Category Archives: Botanical

Nigella orientialis Study

Nigella orientalis seed heads make for a fascinating subject, reflecting light off their flat surfaces and with exquisite patterns. This is a follow-on study from an earlier project on a variety of seed heads, this time the focus is purely on this single species. Given the common name ‘transformer’ to reflect the transformation that takes place from flower to seed head.

This is a study inspired by the work of Karl Blossfeldt who included natural ageing, wilting and drying out as part of his isolated plant universe. Blossfeldt apparently would trim and tweak his specimens until they seemed, to him, to look their best. He often made extensive use of repetition to lead the viewer into a more perceptive appreciation of the image presenting his specimens in a way that emphasised their rhythmic forms to the extreme and the enabling the plants to take on new and exotic characteristics.

Part of the fun of making these images has been shooting them as JPEGs in-camera, making full use of FujiFilm’s Acros film simulation. Aside from the obvious difference of not having to do any post-processing, I’ve found it incredibly rewarding to create the final image at the time the shutter is pressed, much more akin to film.

Nigella orientalis, 2019
Nigella orientalis, 2019
Nigella orientalis, 2019
Nigella orientalis, 2019
Nigella orientalis, 2019
Nigella orientalis, 2019

Seed Heads

Karl Blossfeldt’s photographs of plants, flowers and seed heads are as appealing today, as they no doubt were when they were published in his books Urformen der Kunst and Wundergarten der Natur. While Henry Fox-Talbot’s calotypes and the cyanotypes of Anna Atkins and pioneered the use of botanical specimens as photographic subjects, Blossfeldt’s work was unique in its pioneering use macrophotography emphasising the patterns and textures of plants. 

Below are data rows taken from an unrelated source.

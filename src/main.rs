//! textflow CLI entry point.
//!
//! Initializes logging and delegates to the CLI module for command handling.

use tracing_subscriber::{fmt, prelude::*, EnvFilter};

#[tokio::main]
async fn main() -> anyhow::Result<()> {
    // Parse CLI arguments first to get log_level
    let cli = textflow::cli::parse_cli();

    // Initialize tracing with environment filter
    // Priority: RUST_LOG env var > --log-level CLI arg > default "info"
    let log_filter = std::env::var("RUST_LOG").unwrap_or_else(|_| cli.log_level.clone());

    tracing_subscriber::registry()
        .with(fmt::layer())
        .with(EnvFilter::try_from_default_env().unwrap_or_else(|_| EnvFilter::new(&log_filter)))
        .init();

    // Run the CLI with parsed arguments
    textflow::cli::run_with_cli(cli).await
}
//! PostgreSQL persistent storage for job records.
//!
//! This module provides the job record store: a row per submitted job whose
//! lifecycle runs Pending -> Running -> {Succeeded, Failed}. The immutable
//! half of a row (identity, input path, parameters) is written once at
//! creation; the mutable half (status, worker attribution, timestamps,
//! result path, error message) is owned by whichever worker drives the job.
//!
//! The storage system consists of:
//! - **Database**: PostgreSQL client and job repository operations
//! - **Migrations**: Idempotent schema management
//! - **Schema**: DDL constants for the jobs table

pub mod database;
pub mod jobs;
pub mod migrations;
pub mod schema;

// Re-export main types for convenience
pub use database::{Database, StoreError};
pub use jobs::{JobFilter, JobRecord, JobStatus, ProcessingType};
pub use migrations::{MigrationError, MigrationRunner};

Blossfeldt wrote in Urformen der Kunst that he never obtained his plants from florists and rarely from botanical gardens instead gathering them from along country lanes preferring plants often denigrated as weeds as he found their forms fascinated him the most. For this project, these seedbeds have come from our own garden, including some that might be considered weeds!

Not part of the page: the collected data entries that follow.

//! File pipeline: bounded input read, transform, result write.

use std::collections::HashMap;
use std::path::{Path, PathBuf};

use tokio::io::{AsyncBufReadExt, AsyncWriteExt, BufReader};
use tracing::debug;
use uuid::Uuid;

use crate::error::ProcessError;
use crate::storage::ProcessingType;

use super::transform::TransformRequest;

/// Permissions of the result directory.
const RESULT_DIR_MODE: u32 = 0o750;
/// Permissions of each result artifact.
const RESULT_FILE_MODE: u32 = 0o600;

/// Reads input artifacts, runs the transform engine, and writes result
/// artifacts into the result directory.
///
/// No size cap is enforced here; the ingestion front end bounds uploads.
pub struct FilePipeline {
    result_dir: PathBuf,
}

impl FilePipeline {
    /// Creates a pipeline writing into `result_dir`.
    ///
    /// The directory itself is created by [`create_result_dir`] at worker
    /// start.
    pub fn new(result_dir: impl Into<PathBuf>) -> Self {
        Self {
            result_dir: result_dir.into(),
        }
    }

    /// Path of the result artifact for a job.
    ///
    /// Job ids are UUIDs, so the namespace is collision-free by
    /// construction.
    pub fn result_path(&self, job_id: Uuid) -> PathBuf {
        self.result_dir.join(format!("result_{job_id}.txt"))
    }

    /// Runs one job's transformation end to end.
    ///
    /// Parameters are validated before any file I/O. Line counting scans
    /// the input as a stream; every other transform reads the whole file.
    pub async fn execute(
        &self,
        job_id: Uuid,
        file_path: &str,
        processing_type: ProcessingType,
        parameters: &HashMap<String, serde_json::Value>,
    ) -> Result<PathBuf, ProcessError> {
        let request = TransformRequest::parse(processing_type, parameters)?;

        debug!(%job_id, %processing_type, file_path, "running transform");

        let output = match &request {
            TransformRequest::LineCount => count_lines(file_path).await?.to_string(),
            _ => {
                let content = read_input(file_path).await?;
                request.apply(&content)
            }
        };

        self.write_result(job_id, &output).await
    }

    /// Writes the result artifact with mode 0600.
    async fn write_result(&self, job_id: Uuid, content: &str) -> Result<PathBuf, ProcessError> {
        let output_path = self.result_path(job_id);
        let wrap = |source| ProcessError::FileWrite {
            path: output_path.display().to_string(),
            source,
        };

        let mut file = tokio::fs::OpenOptions::new()
            .write(true)
            .create(true)
            .truncate(true)
            .mode(RESULT_FILE_MODE)
            .open(&output_path)
            .await
            .map_err(wrap)?;
        file.write_all(content.as_bytes()).await.map_err(wrap)?;
        file.flush().await.map_err(wrap)?;

        Ok(output_path)
    }
}

/// Reads the whole input artifact into memory.
async fn read_input(file_path: &str) -> Result<String, ProcessError> {
    tokio::fs::read_to_string(file_path)
        .await
        .map_err(|source| ProcessError::FileRead {
            path: file_path.to_string(),
            source,
        })
}

/// Counts lines without holding the whole file in memory.
///
/// A trailing unterminated line counts, matching the in-memory engine.
async fn count_lines(file_path: &str) -> Result<usize, ProcessError> {
    let wrap = |source| ProcessError::FileRead {
        path: file_path.to_string(),
        source,
    };

    let file = tokio::fs::File::open(file_path).await.map_err(wrap)?;
    let mut lines = BufReader::new(file).lines();

    let mut count = 0;
    while lines.next_line().await.map_err(wrap)?.is_some() {
        count += 1;
    }

    Ok(count)
}

/// Creates the result directory with mode 0750, including parents.
pub fn create_result_dir(dir: &Path) -> Result<(), ProcessError> {
    use std::os::unix::fs::DirBuilderExt;

    std::fs::DirBuilder::new()
        .recursive(true)
        .mode(RESULT_DIR_MODE)
        .create(dir)
        .map_err(|source| ProcessError::FileWrite {
            path: dir.display().to_string(),
            source,
        })
}

#[cfg(test)]
mod tests {
    use super::*;

    fn no_params() -> HashMap<String, serde_json::Value> {
        HashMap::new()
    }

    async fn write_input(dir: &Path, name: &str, content: &str) -> String {
        let path = dir.join(name);
        tokio::fs::write(&path, content).await.expect("write input");
        path.display().to_string()
    }

    #[tokio::test]
    async fn uppercase_writes_result_artifact() {
        let dir = tempfile::tempdir().expect("tempdir");
        let input = write_input(dir.path(), "a.txt", "Hello").await;
        let pipeline = FilePipeline::new(dir.path());
        let job_id = Uuid::new_v4();

        let output_path = pipeline
            .execute(job_id, &input, ProcessingType::Uppercase, &no_params())
            .await
            .expect("execute");

        assert_eq!(output_path, dir.path().join(format!("result_{job_id}.txt")));
        let result = tokio::fs::read_to_string(&output_path).await.expect("read");
        assert_eq!(result, "HELLO");
    }

    #[tokio::test]
    async fn result_file_mode_is_0600() {
        use std::os::unix::fs::PermissionsExt;

        let dir = tempfile::tempdir().expect("tempdir");
        let input = write_input(dir.path(), "a.txt", "x").await;
        let pipeline = FilePipeline::new(dir.path());

        let output_path = pipeline
            .execute(Uuid::new_v4(), &input, ProcessingType::WordCount, &no_params())
            .await
            .expect("execute");

        let mode = std::fs::metadata(&output_path)
            .expect("metadata")
            .permissions()
            .mode();
        assert_eq!(mode & 0o777, 0o600);
    }

    #[tokio::test]
    async fn line_count_streams_the_input() {
        let dir = tempfile::tempdir().expect("tempdir");
        let input = write_input(dir.path(), "lines.txt", "x\ny\n").await;
        let pipeline = FilePipeline::new(dir.path());

        let output_path = pipeline
            .execute(Uuid::new_v4(), &input, ProcessingType::LineCount, &no_params())
            .await
            .expect("execute");
        let result = tokio::fs::read_to_string(&output_path).await.expect("read");
        assert_eq!(result, "2");

        // Unterminated trailing line counts too.
        let input = write_input(dir.path(), "lines2.txt", "x\ny").await;
        let output_path = pipeline
            .execute(Uuid::new_v4(), &input, ProcessingType::LineCount, &no_params())
            .await
            .expect("execute");
        let result = tokio::fs::read_to_string(&output_path).await.expect("read");
        assert_eq!(result, "2");
    }

    #[tokio::test]
    async fn missing_input_surfaces_file_read_error() {
        let dir = tempfile::tempdir().expect("tempdir");
        let pipeline = FilePipeline::new(dir.path());
        let missing = dir.path().join("missing.txt").display().to_string();

        let err = pipeline
            .execute(Uuid::new_v4(), &missing, ProcessingType::Uppercase, &no_params())
            .await
            .unwrap_err();

        assert!(matches!(err, ProcessError::FileRead { .. }));
        assert!(err.to_string().contains("missing.txt"));
    }

    #[tokio::test]
    async fn invalid_parameters_fail_before_io() {
        let dir = tempfile::tempdir().expect("tempdir");
        let pipeline = FilePipeline::new(dir.path());

        // The input path does not exist, but validation runs first.
        let err = pipeline
            .execute(
                Uuid::new_v4(),
                "/nonexistent/input.txt",
                ProcessingType::Extract,
                &no_params(),
            )
            .await
            .unwrap_err();

        assert!(matches!(err, ProcessError::InvalidParameter { ref name, .. } if name == "pattern"));
    }

    #[test]
    fn create_result_dir_sets_mode_0750() {
        use std::os::unix::fs::PermissionsExt;

        let dir = tempfile::tempdir().expect("tempdir");
        let target = dir.path().join("results");
        create_result_dir(&target).expect("create");

        let mode = std::fs::metadata(&target)
            .expect("metadata")
            .permissions()
            .mode();
        assert_eq!(mode & 0o777, 0o750);
    }
}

The images I’ve been taking of seed heads are all shot as jpegs, using FujiFilm’s Acros film simulation and in-camera processing that mainly entails boosting the shadow tones to around +2 and the highlight tones to +1 with a very slight warming of the resulting jpeg.

Out of Eden

We are incredibly fortunate when it comes to accessing plants for photography today. This is a series of images from the Eden Project in Cornwall, UK, possibly one of the most remarkable collection of plants anywhere bringing the botanic gardens and palm houses built by Victorian plant hunters well and truly into the 21st century. I’m particularly interested in creating relatively minimalist images of plants that capture their variety of form and the way in which they interact with light. Eden offers scale when it comes to plants that is rarely available even in large botanic gardens and the shear number of plants makes finding photographic subjects much more feasible. The images in this portfolio are all from the rainforest biome with plants from four of the world’s rainforest environments: Tropical Islands, Southeast Asia, West Africa and Tropical South America.

Tillandsia

Henry Fox Talbot once wrote to his friend, the astronomer Sir John Herschel, asking him for any spare plant bulbs he might have to practice his new technique that he called ‘photographic drawing’ a technique he believed would be of great help to botanists. Herschel came up with a name that stuck – photography.

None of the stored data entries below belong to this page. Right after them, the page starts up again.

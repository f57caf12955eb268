//! Queue-pressure autoscaler.
//!
//! A reconciliation loop reads queue pressure (main + priority depth, the
//! failed queue excluded) and nudges the managed workload's replica count
//! within policy bounds. Step sizes are damped and asymmetric so the
//! replica series settles instead of oscillating: at most `step_up` added
//! per tick, at most `step_down` removed, and no change at all inside the
//! hysteresis band.

pub mod controller;
pub mod policy;
pub mod workload;

use std::collections::HashMap;

use async_trait::async_trait;

use crate::queue::{QueueError, TaskQueue};

// Re-export main types for convenience
pub use controller::{Autoscaler, QueueMetricsCollector, ScaleError};
pub use policy::ScalingPolicy;
pub use workload::{LocalWorkload, WorkloadError, WorkloadReplicas};

/// Read-only view of the queue substrate the controller depends on.
#[async_trait]
pub trait QueueProbe: Send + Sync {
    /// Lengths of all three queues, keyed by queue name.
    async fn all_queue_lengths(&self) -> Result<HashMap<String, i64>, QueueError>;

    /// Ids of workers with an unexpired heartbeat.
    async fn active_workers(&self) -> Result<Vec<String>, QueueError>;
}

#[async_trait]
impl QueueProbe for TaskQueue {
    async fn all_queue_lengths(&self) -> Result<HashMap<String, i64>, QueueError> {
        TaskQueue::all_queue_lengths(self).await
    }

    async fn active_workers(&self) -> Result<Vec<String>, QueueError> {
        TaskQueue::active_workers(self).await
    }
}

This is a series of images I’m working on through 2019. Tillandsia, commonly known as air plants, are a fascinating group of plants with an extraordinary range of morphologies. I’m particularly interested in creating relatively minimalist images of these plants that capture their variety of form and the way in which they interact with light. The plants themselves often have adapted cells on their surface to help with the trapping of water, in turn these give their leaves a variety of colours, from silver-grey through to green. Each plant, it seems, reflects light differently providing an almost endless set of possibilities for the photographer.